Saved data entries

*****

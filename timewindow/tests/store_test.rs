// Licensed to the Apache Software Foundation (ASF) under one
// or more contributor license agreements.  See the NOTICE file
// distributed with this work for additional information
// regarding copyright ownership.  The ASF licenses this file
// to you under the Apache License, Version 2.0 (the
// "License"); you may not use this file except in compliance
// with the License.  You may obtain a copy of the License at
//
//   http://www.apache.org/licenses/LICENSE-2.0
//
// Unless required by applicable law or agreed to in writing,
// software distributed under the License is distributed on an
// "AS IS" BASIS, WITHOUT WARRANTIES OR CONDITIONS OF ANY
// KIND, either express or implied.  See the License for the
// specific language governing permissions and limitations
// under the License.

use timewindow::error::ErrorKind;
use timewindow::store::Keyspace;
use timewindow::store::KeyspaceEvent;
use timewindow::store::MemoryKeyspace;
use timewindow::store::Value;
use timewindow::store::command;
use timewindow::window::BucketInterval;
use timewindow::window::WindowedUniqueEstimator;

/// An estimator whose only sketch has a damaged magic tag.
fn corrupted_estimator() -> WindowedUniqueEstimator {
    let mut estimator: WindowedUniqueEstimator = WindowedUniqueEstimator::new(0);
    estimator
        .hit(BucketInterval::new(60).unwrap(), b"seed", 0)
        .unwrap();
    let mut bytes = estimator.serialize().unwrap();
    // First sketch byte, after the 12 byte header and the slot length word.
    bytes[16] = b'X';
    WindowedUniqueEstimator::deserialize(&bytes).unwrap()
}

#[test]
fn test_counter_commands() {
    let mut keyspace = MemoryKeyspace::new();
    for (amount, timestamp) in [(5, 0), (3, 30), (2, 600)] {
        command::hit(&mut keyspace, 60, amount, timestamp, &["K"]).unwrap();
    }
    assert_eq!(command::calc(&keyspace, 600, b"K").unwrap(), 10);
    assert_eq!(command::calc(&keyspace, 60 * 42, b"K").unwrap(), 0);
    assert_eq!(keyspace.dirty(), 3);
    assert!(keyspace.events().iter().all(|e| e.event == "tahit"));
}

#[test]
fn test_read_commands_on_missing_or_foreign_keys() {
    let mut keyspace = MemoryKeyspace::new();
    let err = command::calc(&keyspace, 0, b"missing").unwrap_err();
    assert_eq!(err.kind(), ErrorKind::NoSuchKey);

    command::unique_hit(&mut keyspace, 60, b"x", 0, &["U"]).unwrap();
    let err = command::calc(&keyspace, 0, b"U").unwrap_err();
    assert_eq!(err.kind(), ErrorKind::WrongType);

    command::hit(&mut keyspace, 60, 1, 0, &["C"]).unwrap();
    let err = command::unique_calc(&keyspace, 60, 0, b"C").unwrap_err();
    assert_eq!(err.kind(), ErrorKind::WrongType);
}

#[test]
fn test_unique_duplicate_hit_through_keyspace() {
    let mut keyspace = MemoryKeyspace::new();
    let first = command::unique_hit(&mut keyspace, 3600, b"alice", 0, &["K"]).unwrap();
    let second = command::unique_hit(&mut keyspace, 3600, b"alice", 0, &["K"]).unwrap();
    assert_eq!(first[0].as_ref().unwrap(), second[0].as_ref().unwrap());
    assert_eq!(command::unique_calc(&keyspace, 3600, 10, b"K").unwrap(), (1, 0));
}

#[test]
fn test_corrupted_sketch_stops_multi_key_call() {
    let mut keyspace = MemoryKeyspace::new();
    keyspace.insert(b"bad", Value::Unique(corrupted_estimator()));

    let replies =
        command::unique_hit(&mut keyspace, 60, b"alice", 0, &["good", "bad", "later"]).unwrap();
    assert_eq!(replies.len(), 2);
    assert_eq!(replies[0].as_ref().unwrap(), &1);
    assert_eq!(
        replies[1].as_ref().unwrap_err().kind(),
        ErrorKind::CorruptedSketch
    );

    // The write before the failure stands; the key after it was never touched.
    assert_eq!(command::unique_calc(&keyspace, 60, 0, b"good").unwrap(), (1, 0));
    assert!(!keyspace.contains_key(b"later"));
    assert_eq!(
        keyspace.events(),
        &[KeyspaceEvent {
            event: "tuhit",
            key: b"good".to_vec(),
        }]
    );
}

#[test]
fn test_wrong_type_key_does_not_stop_unique_call() {
    let mut keyspace = MemoryKeyspace::new();
    command::hit(&mut keyspace, 60, 1, 0, &["counter"]).unwrap();

    let replies =
        command::unique_bulk_hit(&mut keyspace, 60, b"a\0b\0c", 0, &["counter", "u"]).unwrap();
    assert_eq!(replies.len(), 2);
    assert_eq!(replies[0].as_ref().unwrap_err().kind(), ErrorKind::WrongType);
    assert!(replies[1].is_ok());
    assert_eq!(command::unique_calc(&keyspace, 60, 0, b"u").unwrap(), (3, 0));
    assert_eq!(keyspace.events().last().unwrap().event, "tuupdate");
}

#[test]
fn test_empty_element_counts_in_single_and_bulk_hits() {
    let mut keyspace = MemoryKeyspace::new();
    command::unique_hit(&mut keyspace, 60, b"", 0, &["single"]).unwrap();
    command::unique_bulk_hit(&mut keyspace, 60, b"", 0, &["bulk"]).unwrap();
    assert_eq!(command::unique_calc(&keyspace, 60, 0, b"single").unwrap(), (1, 0));
    assert_eq!(command::unique_calc(&keyspace, 60, 0, b"bulk").unwrap(), (1, 0));
    assert_eq!(keyspace.dirty(), 2);

    // Repeating the element changes nothing, so the host is not told.
    command::unique_bulk_hit(&mut keyspace, 60, b"", 30, &["bulk"]).unwrap();
    assert_eq!(keyspace.dirty(), 2);
}

#[test]
fn test_hit_expiring_only_on_change() {
    let mut keyspace = MemoryKeyspace::new();
    command::hit_expiring(&mut keyspace, 10, 1, 1_000, &["K"]).unwrap();
    assert_eq!(keyspace.expire_at(b"K"), Some(1_000 + 10 * 32));

    // A write older than the window changes nothing, expiry included.
    command::hit_expiring(&mut keyspace, 10, 1, 0, &["K"]).unwrap();
    assert_eq!(keyspace.expire_at(b"K"), Some(1_000 + 10 * 32));
    assert_eq!(keyspace.dirty(), 1);
}

#[test]
fn test_values_survive_persistence() {
    let mut keyspace = MemoryKeyspace::new();
    command::hit(&mut keyspace, 60, 4, 0, &["C"]).unwrap();
    command::unique_bulk_hit(&mut keyspace, 60, b"x\0y", 0, &["U"]).unwrap();

    let mut restored = MemoryKeyspace::new();
    for key in [b"C", b"U"] {
        let value = match keyspace.get(key).unwrap() {
            Value::Counter(counter) => Value::Counter(
                timewindow::window::WindowedCounter::deserialize(&counter.serialize()).unwrap(),
            ),
            Value::Unique(estimator) => Value::Unique(
                WindowedUniqueEstimator::deserialize(&estimator.serialize().unwrap()).unwrap(),
            ),
            Value::Bytes(bytes) => Value::Bytes(bytes.clone()),
        };
        restored.insert(key, value);
    }
    assert_eq!(command::calc(&restored, 0, b"C").unwrap(), 4);
    assert_eq!(command::unique_calc(&restored, 60, 0, b"U").unwrap(), (2, 0));
}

*****

-- Task instructions --
Reproduce each line from the records that contains the word "under".

-- Exercise response --
// Licensed to the Apache Software Foundation (ASF) under one
// to you under the Apache License, Version 2.0 (the
// software distributed under the License is distributed on an
// under the License.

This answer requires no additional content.